This retrospective study included a total of 49 patients that underwent either stereotactic biopsy or maximal surgical resection. Histologically confirmed as Grade III or IV gliomas, all cases adhered to the 2016 and 2021 WHO classifications, with subsequent radio-chemotherapy administered post-surgery. Patients were divided into two groups: short and long survival group. Baseline and follow-up MRI scans were obtained on a 1.5T MRI scanner. Two ROI circles were positioned near the enhancing area, one ROI in the NAWM ipsilateral to the neoplasm and another symmetrically in the contralateral hemisphere on ADC maps.
At follow-up there was a significant difference in both ipsilateral and contralateral NAWM be-tween the two groups, -0.0857 (p=0.004) and -0.0607 (p=0.037), respectively. There was a weak negative correlation between survival and ADC values in ipsilateral and contralateral NAWM at the baseline with the correlation coefficient -0.328 (p=0.02) and -0.302 (p=0.04), respectively. The correlation was stronger at the follow-up.

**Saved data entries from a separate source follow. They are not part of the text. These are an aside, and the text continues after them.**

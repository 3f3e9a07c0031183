use std::env;

use color_eyre::owo_colors::OwoColorize;
use condax_core::CommandStatus;

pub struct Style {
    enabled: bool,
}

impl Style {
    pub fn new(force_no_color: bool, is_tty: bool) -> Self {
        let env_no_color = env::var_os("NO_COLOR").is_some();
        Self {
            enabled: !(force_no_color || env_no_color) && is_tty,
        }
    }

    pub fn status(&self, status: &CommandStatus, text: &str) -> String {
        let (symbol, tone) = match status {
            CommandStatus::Ok => ("✔", Tone::Green),
            CommandStatus::UserError => ("✗", Tone::Yellow),
            CommandStatus::Failure => ("✖", Tone::Red),
        };
        let line = format!("{symbol} {text}");
        self.paint(&line, tone, true)
    }

    pub fn info(&self, text: &str) -> String {
        self.paint(text, Tone::Blue, false)
    }

    pub fn dimmed(&self, text: &str) -> String {
        if !self.enabled {
            return text.to_string();
        }
        text.dimmed().to_string()
    }

    fn paint(&self, text: &str, tone: Tone, bold: bool) -> String {
        if !self.enabled {
            return text.to_string();
        }
        match (tone, bold) {
            (Tone::Green, true) => text.green().bold().to_string(),
            (Tone::Green, false) => text.green().to_string(),
            (Tone::Yellow, true) => text.yellow().bold().to_string(),
            (Tone::Yellow, false) => text.yellow().to_string(),
            (Tone::Red, true) => text.red().bold().to_string(),
            (Tone::Red, false) => text.red().to_string(),
            (Tone::Blue, true) => text.cyan().bold().to_string(),
            (Tone::Blue, false) => text.cyan().to_string(),
        }
    }
}

enum Tone {
    Green,
    Yellow,
    Red,
    Blue,
}
use std::io::{self, IsTerminal};

use clap::Parser;
use color_eyre::Result;
use condax_core::{CommandInfo, CommandStatus, Config, ExecutionOutcome};
use serde_json::Value;

mod cli;
mod style;

use cli::{build_command, CondaxCli};
use style::Style;

fn main() -> Result<()> {
    color_eyre::install()?;

    let cli = CondaxCli::parse();
    init_tracing(cli.trace, cli.verbose, cli.quiet);

    let command = build_command(&cli.command);
    let outcome = match load_config(&cli) {
        Ok(config) => condax_core::execute(&config, &command),
        Err(err) => ExecutionOutcome::from_error(&err),
    };
    let code = emit_output(&cli, command.info(), &outcome)?;

    if code == 0 {
        Ok(())
    } else {
        std::process::exit(code);
    }
}

fn load_config(cli: &CondaxCli) -> condax_core::Result<Config> {
    let config = Config::from_env()?;
    Ok(match &cli.root {
        Some(root) => config.with_root(root),
        None => config,
    })
}

fn init_tracing(trace: bool, verbose: u8, quiet: bool) {
    let level = if trace {
        "trace"
    } else if quiet {
        "warn"
    } else {
        match verbose {
            0 => "info",
            1 => "debug",
            _ => "trace",
        }
    };

    let filter = format!("condax={level},condax_core={level},condax_cli={level}");
    let subscriber = tracing_subscriber::fmt()
        .with_env_filter(filter)
        .with_writer(io::stderr)
        .with_target(false)
        .with_level(true)
        .finish();

    let _ = tracing::subscriber::set_global_default(subscriber);
}

fn emit_output(cli: &CondaxCli, info: CommandInfo, outcome: &ExecutionOutcome) -> Result<i32> {
    let code = outcome.status.exit_code();

    if cli.json {
        let payload = condax_core::to_json_response(info, outcome);
        println!("{}", serde_json::to_string_pretty(&payload)?);
        return Ok(code);
    }

    let style = Style::new(cli.no_color, io::stdout().is_terminal());
    if outcome.status != CommandStatus::Ok {
        let message = condax_core::format_status_message(info, &outcome.message);
        eprintln!("{}", style.status(&outcome.status, &message));
        if let Some(cause) = detail_str(&outcome.details, "cause") {
            eprintln!("{}", style.dimmed(&format!("  caused by: {cause}")));
        }
        if let Some(hint) = detail_str(&outcome.details, "hint") {
            eprintln!("{}", style.info(&format!("Hint: {hint}")));
        }
    } else if !cli.quiet {
        if is_passthrough(&outcome.details) {
            if !outcome.message.is_empty() {
                println!("{}", outcome.message);
            }
        } else {
            let message = condax_core::format_status_message(info, &outcome.message);
            println!("{}", style.status(&outcome.status, &message));
        }
    }

    Ok(code)
}

fn detail_str<'a>(details: &'a Value, key: &str) -> Option<&'a str> {
    details
        .as_object()
        .and_then(|map| map.get(key))
        .and_then(Value::as_str)
}

fn is_passthrough(details: &Value) -> bool {
    details
        .as_object()
        .and_then(|map| map.get("passthrough"))
        .and_then(Value::as_bool)
        .unwrap_or(false)
}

The findings indicate that ADC values in normal appearing white matter (NAWM) may function as a prognostic biomarker in patients with diffuse gliomas.
Keywords:
glioma
; magnetic resonance imaging
; apparent diffusion coefficient
; biomarkers
1. Introduction
Gliomas are the most common primary brain neoplasms, with glioblastomas (GBM) accounting for 49,1% of malignant brain tumors [1]. GBM, the most aggressive primary brain neoplasm has a poor prognosis with a mean survival of 12-14 months [2,3,4]. The current standard of care includes maximum surgical resection followed by radiotherapy combined with chemotherapy (concurrent chemo-radiation) [2,4]. The scope of surgery is based on preoperative imaging and whether the tumor is located near an eloquent region of the brain [5]. The extent of resection is an important prognostic factor, as patients with a larger residual tumor volume have a shorter survival time. When surgery cannot be safely done (because of the location or the patient's clinical condition) a stereotactic biopsy is performed [4,5,6]. Radiotherapy allows for improved local control and increased survival [4,7]. Most patients with diffuse gliomas recieve concurrent chemotherapy with an alkylating agent, primarily temozolomide, as it has a better safety profile than other alkylating agents [4,8].
Gliomas have specific growth patterns, spreading perineuronaly, perivascularly and perifascicularly [9]. Because of their invasive growth, it is essentially impossible to completely remove diffuse gliomas. Residual neoplastic cells will likely be the source of disease progression, but these areas of infiltrative growth cannot be reliably visualized on MRI [10]. Various biomarkers that might guide the treatment strategy and predict the response to therapy have been investigated, however, none were sufficiently reliable.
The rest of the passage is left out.